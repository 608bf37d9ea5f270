pub mod report;
pub mod runner;

use std::{collections::HashSet, sync::Arc};

use serde::{Deserialize, Serialize};
use tracing::info;

pub use report::{EvalStats, EvalSummary};
pub use runner::{EvalRunner, InvocationSetup, PreparedSuite};

use crate::{
    error::EngineError,
    jobs::{BestPointer, JobContext, RunItem, RunOutcome},
    params::RequestParams,
    scoring::EvalResult,
    suite::Suite,
};

/// A plain evaluation: every case of a suite against every model, one fixed setup.
#[derive(Debug, Clone, Serialize, Deserialize)]
pub struct EvalRequest {
    pub suite_id: String,
    pub models: Vec<String>,
    #[serde(default)]
    pub system_prompt: String,
    #[serde(default)]
    pub params: RequestParams,
}

impl EvalRequest {
    pub fn new(suite_id: impl Into<String>, models: Vec<String>) -> Self {
        Self {
            suite_id: suite_id.into(),
            models,
            system_prompt: String::new(),
            params: RequestParams::new(),
        }
    }

    pub fn with_system_prompt(mut self, prompt: impl Into<String>) -> Self {
        self.system_prompt = prompt.into();
        self
    }

    pub fn with_params(mut self, params: RequestParams) -> Self {
        self.params = params;
        self
    }

    pub fn validate(&self, suite: &Suite) -> Result<(), EngineError> {
        check_targets(suite, &self.models)
    }
}

/// A suite with cases and a non-empty model list, neither containing duplicates.
/// Results are keyed by case id and model, so a repeat would silently collapse.
pub(crate) fn check_targets(suite: &Suite, models: &[String]) -> Result<(), EngineError> {
    if suite.test_cases.is_empty() {
        return Err(EngineError::NoTestCases(suite.id.clone()));
    }
    if models.is_empty() {
        return Err(EngineError::NoModels);
    }
    let mut seen = HashSet::new();
    for case in &suite.test_cases {
        if !seen.insert(case.id.as_str()) {
            return Err(EngineError::DuplicateId {
                what: "test case",
                id: case.id.clone(),
            });
        }
    }
    let mut seen = HashSet::new();
    for model in models {
        if !seen.insert(model.as_str()) {
            return Err(EngineError::DuplicateId {
                what: "model",
                id: model.clone(),
            });
        }
    }
    Ok(())
}

pub(crate) async fn run_eval_job(
    runner: Arc<EvalRunner>,
    suite: Arc<PreparedSuite>,
    request: EvalRequest,
    ctx: JobContext,
) -> Result<(RunOutcome, Option<BestPointer>), EngineError> {
    let total = suite.cases().len() * request.models.len();
    ctx.init(
        total,
        format!("{} cases x {} models", suite.cases().len(), request.models.len()),
    )
    .await?;

    let setup = InvocationSetup::new(request.system_prompt.clone(), request.params.clone());
    let mut results: Vec<EvalResult> = Vec::with_capacity(total);
    for case in suite.cases() {
        if ctx.is_cancelled() {
            info!(run_id = %ctx.run_id(), "eval cancelled");
            break;
        }
        for result in runner.run_case_across(&suite, case, &request.models, &setup).await {
            ctx.item(RunItem::Eval(result.clone())).await?;
            results.push(result);
        }
        ctx.progress(results.len(), total, format!("case {}", case.id)).await?;
    }

    let summary = EvalSummary::from_results(&results);
    let best = best_model(&request.models, &summary);
    Ok((RunOutcome::Eval(summary), best))
}

/// Model with the highest mean overall score; the earlier model wins ties.
fn best_model(models: &[String], summary: &EvalSummary) -> Option<BestPointer> {
    let mut best: Option<BestPointer> = None;
    for model in models {
        let Some(stats) = summary.per_model.get(model) else {
            continue;
        };
        if best.as_ref().map_or(true, |b| stats.mean_overall > b.score) {
            best = Some(BestPointer {
                key: model.clone(),
                label: model.clone(),
                score: stats.mean_overall,
            });
        }
    }
    best
}
use chrono::{DateTime, Utc};
use serde::{Deserialize, Serialize};
use uuid::Uuid;

use super::run::{BestPointer, RunItem, RunKind, RunOutcome};

/// The event vocabulary shared by every job kind:
/// `start -> init -> {progress, item_result}* -> complete | failed | cancelled`.
#[derive(Debug, Clone, PartialEq, Serialize, Deserialize)]
#[serde(tag = "event", rename_all = "snake_case")]
pub enum JobEvent {
    Start {
        kind: RunKind,
    },
    Init {
        total: usize,
        description: String,
    },
    Progress {
        fraction: f64,
        completed: usize,
        total: usize,
        activity: String,
    },
    ItemResult {
        item: RunItem,
    },
    Complete {
        #[serde(default, skip_serializing_if = "Option::is_none")]
        best: Option<BestPointer>,
        #[serde(default, skip_serializing_if = "Option::is_none")]
        outcome: Option<RunOutcome>,
    },
    Failed {
        error: String,
        /// Set when the run was cut short by a process restart rather than an error.
        #[serde(default)]
        interrupted: bool,
    },
    Cancelled,
}

impl JobEvent {
    pub fn is_terminal(&self) -> bool {
        matches!(
            self,
            JobEvent::Complete { .. } | JobEvent::Failed { .. } | JobEvent::Cancelled
        )
    }

    pub fn name(&self) -> &'static str {
        match self {
            JobEvent::Start { .. } => "start",
            JobEvent::Init { .. } => "init",
            JobEvent::Progress { .. } => "progress",
            JobEvent::ItemResult { .. } => "item_result",
            JobEvent::Complete { .. } => "complete",
            JobEvent::Failed { .. } => "failed",
            JobEvent::Cancelled => "cancelled",
        }
    }
}

#[derive(Debug, Clone, PartialEq, Serialize, Deserialize)]
pub struct EventEnvelope {
    pub run_id: Uuid,
    /// 1-based, gap-free per run.
    pub seq: u64,
    pub at: DateTime<Utc>,
    pub event: JobEvent,
}
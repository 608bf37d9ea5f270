use std::sync::Arc;

use async_trait::async_trait;
use chrono::{DateTime, Utc};
use serde::{Deserialize, Serialize};
use tokio::sync::RwLock;
use uuid::Uuid;

use crate::error::EngineError;

#[derive(Debug, Clone, PartialEq, Serialize, Deserialize)]
pub struct SavedPrompt {
    pub id: Uuid,
    pub name: String,
    pub text: String,
    pub score: f64,
    pub generation: usize,
    pub index: usize,
    #[serde(default)]
    pub style: Option<String>,
    pub run_id: Uuid,
    pub suite_id: String,
    pub models: Vec<String>,
    pub saved_at: DateTime<Utc>,
}

/// Destination for winning prompts.
#[async_trait]
pub trait PromptLibrary: Send + Sync {
    async fn save(&self, prompt: SavedPrompt) -> Result<(), EngineError>;

    async fn list(&self) -> Result<Vec<SavedPrompt>, EngineError>;
}

#[derive(Debug, Default, Clone)]
pub struct InMemoryPromptLibrary {
    prompts: Arc<RwLock<Vec<SavedPrompt>>>,
}

impl InMemoryPromptLibrary {
    pub fn new() -> Self {
        Self::default()
    }
}

#[async_trait]
impl PromptLibrary for InMemoryPromptLibrary {
    async fn save(&self, prompt: SavedPrompt) -> Result<(), EngineError> {
        self.prompts.write().await.push(prompt);
        Ok(())
    }

    async fn list(&self) -> Result<Vec<SavedPrompt>, EngineError> {
        Ok(self.prompts.read().await.clone())
    }
}
//! Run lifecycle shared by evaluation, parameter tuning and prompt tuning.
//!
//! The [`RunStore`] record is authoritative. [`ProgressHub`] keeps an ordered, replayable
//! event log per run, and [`RunView`] rebuilds live state from a snapshot plus events.

pub mod events;
pub mod hub;
pub mod manager;
pub mod run;
pub mod store;
pub mod view;

pub use events::{EventEnvelope, JobEvent};
pub use hub::{ProgressHub, Subscription};
pub use manager::{JobContext, JobManager};
pub use run::{BestPointer, Progress, Run, RunItem, RunKind, RunOutcome, RunStatus};
pub use store::{InMemoryRunStore, RunStore};
pub use view::RunView;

.....

* **Description of the task**:
Please give back the listing in full; each line must match exactly.

* **Task solution**:
repository 608bf37d9ea5f270
pub mod report;
pub mod runner;

use std::{collections::HashSet, sync::Arc};

use serde::{Deserialize, Serialize};
use tracing::info;

pub use report::{EvalStats, EvalSummary};
pub use runner::{EvalRunner, InvocationSetup, PreparedSuite};

use crate::{
    error::EngineError,
    jobs::{BestPointer, JobContext, RunItem, RunOutcome},
    params::RequestParams,
    scoring::EvalResult,
    suite::Suite,
};

/// A plain evaluation: every case of a suite against every model, one fixed setup.
#[derive(Debug, Clone, Serialize, Deserialize)]
pub struct EvalRequest {
    pub suite_id: String,
    pub models: Vec<String>,
    #[serde(default)]
    pub system_prompt: String,
    #[serde(default)]
    pub params: RequestParams,
}

impl EvalRequest {
    pub fn new(suite_id: impl Into<String>, models: Vec<String>) -> Self {
        Self {
            suite_id: suite_id.into(),
            models,
            system_prompt: String::new(),
            params: RequestParams::new(),
        }
    }

    pub fn with_system_prompt(mut self, prompt: impl Into<String>) -> Self {
        self.system_prompt = prompt.into();
        self
    }

    pub fn with_params(mut self, params: RequestParams) -> Self {
        self.params = params;
        self
    }

    pub fn validate(&self, suite: &Suite) -> Result<(), EngineError> {
        check_targets(suite, &self.models)
    }
}

/// A suite with cases and a non-empty model list, neither containing duplicates.
/// Results are keyed by case id and model, so a repeat would silently collapse.
pub(crate) fn check_targets(suite: &Suite, models: &[String]) -> Result<(), EngineError> {
    if suite.test_cases.is_empty() {
        return Err(EngineError::NoTestCases(suite.id.clone()));
    }
    if models.is_empty() {
        return Err(EngineError::NoModels);
    }
    let mut seen = HashSet::new();
    for case in &suite.test_cases {
        if !seen.insert(case.id.as_str()) {
            return Err(EngineError::DuplicateId {
                what: "test case",
                id: case.id.clone(),
            });
        }
    }
    let mut seen = HashSet::new();
    for model in models {
        if !seen.insert(model.as_str()) {
            return Err(EngineError::DuplicateId {
                what: "model",
                id: model.clone(),
            });
        }
    }
    Ok(())
}

pub(crate) async fn run_eval_job(
    runner: Arc<EvalRunner>,
    suite: Arc<PreparedSuite>,
    request: EvalRequest,
    ctx: JobContext,
) -> Result<(RunOutcome, Option<BestPointer>), EngineError> {
    let total = suite.cases().len() * request.models.len();
    ctx.init(
        total,
        format!("{} cases x {} models", suite.cases().len(), request.models.len()),
    )
    .await?;

    let setup = InvocationSetup::new(request.system_prompt.clone(), request.params.clone());
    let mut results: Vec<EvalResult> = Vec::with_capacity(total);
    for case in suite.cases() {
        if ctx.is_cancelled() {
            info!(run_id = %ctx.run_id(), "eval cancelled");
            break;
        }
        for result in runner.run_case_across(&suite, case, &request.models, &setup).await {
            ctx.item(RunItem::Eval(result.clone())).await?;
            results.push(result);
        }
        ctx.progress(results.len(), total, format!("case {}", case.id)).await?;
    }

    let summary = EvalSummary::from_results(&results);
    let best = best_model(&request.models, &summary);
    Ok((RunOutcome::Eval(summary), best))
}

/// Model with the highest mean overall score; the earlier model wins ties.
fn best_model(models: &[String], summary: &EvalSummary) -> Option<BestPointer> {
    let mut best: Option<BestPointer> = None;
    for model in models {
        let Some(stats) = summary.per_model.get(model) else {
            continue;
        };
        if best.as_ref().map_or(true, |b| stats.mean_overall > b.score) {
            best = Some(BestPointer {
                key: model.clone(),
                label: model.clone(),
                score: stats.mean_overall,
            });
        }
    }
    best
}
use chrono::{DateTime, Utc};
use serde::{Deserialize, Serialize};
use uuid::Uuid;

use super::run::{BestPointer, RunItem, RunKind, RunOutcome};

/// The event vocabulary shared by every job kind:
/// `start -> init -> {progress, item_result}* -> complete | failed | cancelled`.
#[derive(Debug, Clone, PartialEq, Serialize, Deserialize)]
#[serde(tag = "event", rename_all = "snake_case")]
pub enum JobEvent {
    Start {
        kind: RunKind,
    },
    Init {
        total: usize,
        description: String,
    },
    Progress {
        fraction: f64,
        completed: usize,
        total: usize,
        activity: String,
    },
    ItemResult {
        item: RunItem,
    },
    Complete {
        #[serde(default, skip_serializing_if = "Option::is_none")]
        best: Option<BestPointer>,
        #[serde(default, skip_serializing_if = "Option::is_none")]
        outcome: Option<RunOutcome>,
    },
    Failed {
        error: String,
        /// Set when the run was cut short by a process restart rather than an error.
        #[serde(default)]
        interrupted: bool,
    },
    Cancelled,
}

impl JobEvent {
    pub fn is_terminal(&self) -> bool {
        matches!(
            self,
            JobEvent::Complete { .. } | JobEvent::Failed { .. } | JobEvent::Cancelled
        )
    }

    pub fn name(&self) -> &'static str {
        match self {
            JobEvent::Start { .. } => "start",
            JobEvent::Init { .. } => "init",
            JobEvent::Progress { .. } => "progress",
            JobEvent::ItemResult { .. } => "item_result",
            JobEvent::Complete { .. } => "complete",
            JobEvent::Failed { .. } => "failed",
            JobEvent::Cancelled => "cancelled",
        }
    }
}

#[derive(Debug, Clone, PartialEq, Serialize, Deserialize)]
pub struct EventEnvelope {
    pub run_id: Uuid,
    /// 1-based, gap-free per run.
    pub seq: u64,
    pub at: DateTime<Utc>,
    pub event: JobEvent,
}
repository 608bf37d9ea5f270
use std::sync::Arc;

use async_trait::async_trait;
use chrono::{DateTime, Utc};
use serde::{Deserialize, Serialize};
use tokio::sync::RwLock;
use uuid::Uuid;

use crate::error::EngineError;

#[derive(Debug, Clone, PartialEq, Serialize, Deserialize)]
pub struct SavedPrompt {
    pub id: Uuid,
    pub name: String,
    pub text: String,
    pub score: f64,
    pub generation: usize,
    pub index: usize,
    #[serde(default)]
    pub style: Option<String>,
    pub run_id: Uuid,
    pub suite_id: String,
    pub models: Vec<String>,
    pub saved_at: DateTime<Utc>,
}

/// Destination for winning prompts.
#[async_trait]
pub trait PromptLibrary: Send + Sync {
    async fn save(&self, prompt: SavedPrompt) -> Result<(), EngineError>;

    async fn list(&self) -> Result<Vec<SavedPrompt>, EngineError>;
}

#[derive(Debug, Default, Clone)]
pub struct InMemoryPromptLibrary {
    prompts: Arc<RwLock<Vec<SavedPrompt>>>,
}

impl InMemoryPromptLibrary {
    pub fn new() -> Self {
        Self::default()
    }
}

#[async_trait]
impl PromptLibrary for InMemoryPromptLibrary {
    async fn save(&self, prompt: SavedPrompt) -> Result<(), EngineError> {
        self.prompts.write().await.push(prompt);
        Ok(())
    }

    async fn list(&self) -> Result<Vec<SavedPrompt>, EngineError> {
        Ok(self.prompts.read().await.clone())
    }
}
//! Run lifecycle shared by evaluation, parameter tuning and prompt tuning.
//!
//! The [`RunStore`] record is authoritative. [`ProgressHub`] keeps an ordered, replayable
//! event log per run, and [`RunView`] rebuilds live state from a snapshot plus events.

pub mod events;
pub mod hub;
pub mod manager;
pub mod run;
pub mod store;
pub mod view;

pub use events::{EventEnvelope, JobEvent};
pub use hub::{ProgressHub, Subscription};
pub use manager::{JobContext, JobManager};
pub use run::{BestPointer, Progress, Run, RunItem, RunKind, RunOutcome, RunStatus};
pub use store::{InMemoryRunStore, RunStore};
pub use view::RunView;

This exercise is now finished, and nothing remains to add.